[Source records]

use serde::{Deserialize, Serialize};
use chrono::{DateTime, Utc};
use sqlx::FromRow;
use sqlx::types::Json;
use rand::{distributions::Alphanumeric, Rng};

#[derive(Debug, Serialize, Deserialize, Clone, PartialEq, Eq)]
pub struct CartItem {
    pub product_id: String,
    pub student_id: String,
    pub location_id: String,
    pub booking_date: DateTime<Utc>,
}

/// Cart state for one browsing session. Owned by the request that loaded it
/// and written back through a `CartRepository`.
#[derive(Debug, Serialize, Deserialize, FromRow, Clone)]
pub struct Cart {
    pub session_id: String,
    pub items: Json<Vec<CartItem>>,
    pub updated_at: DateTime<Utc>,
}

impl Cart {
    pub fn empty(session_id: String) -> Self {
        Self {
            session_id,
            items: Json(Vec::new()),
            updated_at: Utc::now(),
        }
    }

    pub fn new_session_id() -> String {
        rand::thread_rng()
            .sample_iter(&Alphanumeric)
            .take(40)
            .map(char::from)
            .collect()
    }

    /// Adds an item unless an identical one is already present.
    /// Returns whether the cart changed.
    pub fn add(&mut self, item: CartItem) -> bool {
        if self.items.0.contains(&item) {
            return false;
        }
        self.items.0.push(item);
        self.updated_at = Utc::now();
        true
    }

    pub fn remove(&mut self, index: usize) -> Option<CartItem> {
        if index >= self.items.0.len() {
            return None;
        }
        self.updated_at = Utc::now();
        Some(self.items.0.remove(index))
    }

    pub fn is_empty(&self) -> bool {
        self.items.0.is_empty()
    }

    pub fn items(&self) -> &[CartItem] {
        &self.items.0
    }
}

[Try it] Determine how many lines in the entries above hold the string "bool", then report that number and nothing further.

[Solution to this problem] 2